ACTIVITY:
Lines from the top of the entries down to the line with "chars.push(ch);" must be set down exactly as they stand, with both ends retained.

BEGIN SUPPLIED INFORMATION

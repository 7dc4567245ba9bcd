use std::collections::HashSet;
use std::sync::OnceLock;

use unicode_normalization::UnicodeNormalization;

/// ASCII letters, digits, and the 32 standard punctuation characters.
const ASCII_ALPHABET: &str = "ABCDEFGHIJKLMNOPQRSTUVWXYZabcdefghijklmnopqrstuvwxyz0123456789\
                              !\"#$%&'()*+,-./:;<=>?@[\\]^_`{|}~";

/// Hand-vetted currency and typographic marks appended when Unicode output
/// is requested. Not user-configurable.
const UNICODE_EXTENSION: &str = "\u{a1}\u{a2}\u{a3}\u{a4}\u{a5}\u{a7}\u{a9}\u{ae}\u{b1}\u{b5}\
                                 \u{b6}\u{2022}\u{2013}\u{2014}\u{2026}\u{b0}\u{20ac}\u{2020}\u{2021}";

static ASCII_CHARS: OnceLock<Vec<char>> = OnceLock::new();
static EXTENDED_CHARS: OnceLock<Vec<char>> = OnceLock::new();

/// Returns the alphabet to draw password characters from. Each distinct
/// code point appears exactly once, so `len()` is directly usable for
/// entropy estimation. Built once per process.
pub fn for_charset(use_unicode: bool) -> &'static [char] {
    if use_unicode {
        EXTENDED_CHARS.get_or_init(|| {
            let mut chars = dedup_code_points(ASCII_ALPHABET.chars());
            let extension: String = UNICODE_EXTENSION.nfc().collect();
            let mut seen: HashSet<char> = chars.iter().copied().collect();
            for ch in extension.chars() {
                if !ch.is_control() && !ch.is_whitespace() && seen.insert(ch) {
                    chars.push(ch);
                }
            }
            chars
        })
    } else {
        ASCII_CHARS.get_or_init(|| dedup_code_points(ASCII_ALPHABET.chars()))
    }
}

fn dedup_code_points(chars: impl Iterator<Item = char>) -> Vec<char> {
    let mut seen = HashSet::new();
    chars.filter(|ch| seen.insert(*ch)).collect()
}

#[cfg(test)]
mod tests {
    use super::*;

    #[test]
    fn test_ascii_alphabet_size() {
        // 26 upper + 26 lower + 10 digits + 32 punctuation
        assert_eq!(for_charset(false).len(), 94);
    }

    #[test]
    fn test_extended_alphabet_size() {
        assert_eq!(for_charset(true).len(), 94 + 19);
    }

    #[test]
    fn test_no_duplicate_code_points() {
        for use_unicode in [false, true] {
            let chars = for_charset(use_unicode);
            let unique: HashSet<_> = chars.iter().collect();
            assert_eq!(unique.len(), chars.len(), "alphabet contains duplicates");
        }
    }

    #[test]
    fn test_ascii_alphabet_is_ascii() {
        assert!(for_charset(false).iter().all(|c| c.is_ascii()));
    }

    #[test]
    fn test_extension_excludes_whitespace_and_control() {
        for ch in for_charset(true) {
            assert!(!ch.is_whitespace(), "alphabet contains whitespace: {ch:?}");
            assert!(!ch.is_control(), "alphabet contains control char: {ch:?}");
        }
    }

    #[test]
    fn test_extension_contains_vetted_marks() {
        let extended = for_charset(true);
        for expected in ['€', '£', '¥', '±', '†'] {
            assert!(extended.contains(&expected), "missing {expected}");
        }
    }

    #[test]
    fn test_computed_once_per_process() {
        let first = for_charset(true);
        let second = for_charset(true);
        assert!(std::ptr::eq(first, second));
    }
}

END SUPPLIED INFORMATION

ANSWER SPACE:
repository 7dc4567245ba9bcd
use std::collections::HashSet;
use std::sync::OnceLock;

use unicode_normalization::UnicodeNormalization;

/// ASCII letters, digits, and the 32 standard punctuation characters.
const ASCII_ALPHABET: &str = "ABCDEFGHIJKLMNOPQRSTUVWXYZabcdefghijklmnopqrstuvwxyz0123456789\
                              !\"#$%&'()*+,-./:;<=>?@[\\]^_`{|}~";

/// Hand-vetted currency and typographic marks appended when Unicode output
/// is requested. Not user-configurable.
const UNICODE_EXTENSION: &str = "\u{a1}\u{a2}\u{a3}\u{a4}\u{a5}\u{a7}\u{a9}\u{ae}\u{b1}\u{b5}\
                                 \u{b6}\u{2022}\u{2013}\u{2014}\u{2026}\u{b0}\u{20ac}\u{2020}\u{2021}";

static ASCII_CHARS: OnceLock<Vec<char>> = OnceLock::new();
static EXTENDED_CHARS: OnceLock<Vec<char>> = OnceLock::new();

/// Returns the alphabet to draw password characters from. Each distinct
/// code point appears exactly once, so `len()` is directly usable for
/// entropy estimation. Built once per process.
pub fn for_charset(use_unicode: bool) -> &'static [char] {
    if use_unicode {
        EXTENDED_CHARS.get_or_init(|| {
            let mut chars = dedup_code_points(ASCII_ALPHABET.chars());
            let extension: String = UNICODE_EXTENSION.nfc().collect();
            let mut seen: HashSet<char> = chars.iter().copied().collect();
            for ch in extension.chars() {
                if !ch.is_control() && !ch.is_whitespace() && seen.insert(ch) {
                    chars.push(ch);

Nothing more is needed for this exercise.